Myanmar's government has put the death toll at 67 over the last week, saying 95 more people were injured from Sunday through Thursday in seven townships in Rakhine state.
The casualty figures have not been broken down by ethnic group, but Human Rights Watch said the Rohingya had suffered the brunt of the violence. The New York-based rights group also said the true death toll may be far higher, based on witness accounts and the government's history of minimizing news that might reflect badly on it.
Border Affairs Minister Lt. General Thein Htay traveled to the affected areas with the U.N. Resident and Humanitarian Coordinator in Myanmar, Ashok Nigam.
Nigam said 22,587 were displaced and they included both Muslims and ethnic Rakhine Buddhists, but he gave no breakdown.
Some 4,600 homes were also destroyed, according to the U.N, which said in a separate statement that it had begun distributing emergency food and shelter supplies with its humanitarian partners to refugees in urgent need of help.
The latest unrest pushes the total displaced to nearly 100,000 since clashes broke out in June.
Speaking to The Associated Press while visiting Thechaung camp, Nigam said getting aid to the new wave of displaced will be a challenge as some fled on boat and others have sought refuge on isolated hilltops.

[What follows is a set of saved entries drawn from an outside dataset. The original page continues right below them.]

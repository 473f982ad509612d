//! Background tasks: the per-session lease heartbeat and the optional revert sweeper.

use std::sync::Arc;
use std::time::Duration;

use tokio::sync::watch;
use tokio::task::JoinHandle;
use tokio_util::sync::CancellationToken;
use tracing::{debug, error, info, warn};

use super::context::QueueContext;
use crate::backends::QueueBackend;
use crate::model::LeaseId;

/// Refreshes the lease every `interval` until cancelled or the lease row disappears.
pub(crate) fn spawn_lease_heartbeat(
    backend: Arc<dyn QueueBackend>,
    lease_id: LeaseId,
    interval: Duration,
    cancel: CancellationToken,
) -> JoinHandle<()> {
    tokio::spawn(async move {
        loop {
            tokio::select! {
                _ = cancel.cancelled() => break,
                _ = tokio::time::sleep(interval) => {}
            }
            match backend.heartbeat(lease_id).await {
                Ok(true) => debug!(%lease_id, "lease heartbeat"),
                Ok(false) => {
                    warn!(%lease_id, "lease no longer registered; stopping heartbeat");
                    break;
                }
                Err(err) => warn!(%lease_id, error = %err, "lease heartbeat failed"),
            }
        }
    })
}

/// Periodic stale-lease revert for deployments that do not want to rely on
/// queue traffic to trigger it.
pub struct RevertSweeperTask {
    ctx: Arc<QueueContext>,
    interval: Duration,
    shutdown_rx: watch::Receiver<bool>,
}

impl RevertSweeperTask {
    pub fn new(ctx: Arc<QueueContext>, interval: Duration, shutdown_rx: watch::Receiver<bool>) -> Self {
        Self {
            ctx,
            interval,
            shutdown_rx,
        }
    }

    pub async fn run(mut self) {
        info!(interval_ms = self.interval.as_millis() as u64, "revert sweeper started");
        loop {
            tokio::select! {
                changed = self.shutdown_rx.changed() => {
                    if changed.is_err() || *self.shutdown_rx.borrow() {
                        info!("revert sweeper shutting down");
                        break;
                    }
                }
                _ = tokio::time::sleep(self.interval) => {
                    match self.ctx.revert_stale_leases().await {
                        Ok(report) if report.leases_reverted > 0 || report.failures > 0 => {
                            info!(
                                leases = report.leases_reverted,
                                records = report.records_reverted,
                                failures = report.failures,
                                "revert sweep finished"
                            );
                        }
                        Ok(_) => debug!("revert sweep found no stale leases"),
                        Err(err) => error!(error = %err, "revert sweep failed"),
                    }
                }
            }
        }
    }
}

/// Spawns the sweeper; send `true` on the returned sender to stop it.
pub fn spawn_revert_sweeper(
    ctx: Arc<QueueContext>,
    interval: Duration,
) -> (JoinHandle<()>, watch::Sender<bool>) {
    let (shutdown_tx, shutdown_rx) = watch::channel(false);
    let task = RevertSweeperTask::new(ctx, interval, shutdown_rx);
    let handle = tokio::spawn(task.run());
    (handle, shutdown_tx)
}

“The situation is certainly very grave and we are working with the government to provide urgent aid to these people,” he said.
On Saturday, Myanmar’s President Thein Sein admitted that an extraordinary wave of ethnic and sectarian violence had targeted Rohingya Muslims in the west of the country.
“There have been incidents of whole villages and parts of the towns being burnt down in Rakhine state,” Thein Sein's spokesman said.
“If necessary, we will send more police and military troops in order to get back stability,” presidential spokesman Zaw Htay added.
Myanmar refuses to recognize Rohingyas as Myanmarese citizens and classifies them as illegal migrants, although the Rohingyas have resided in the country for centuries.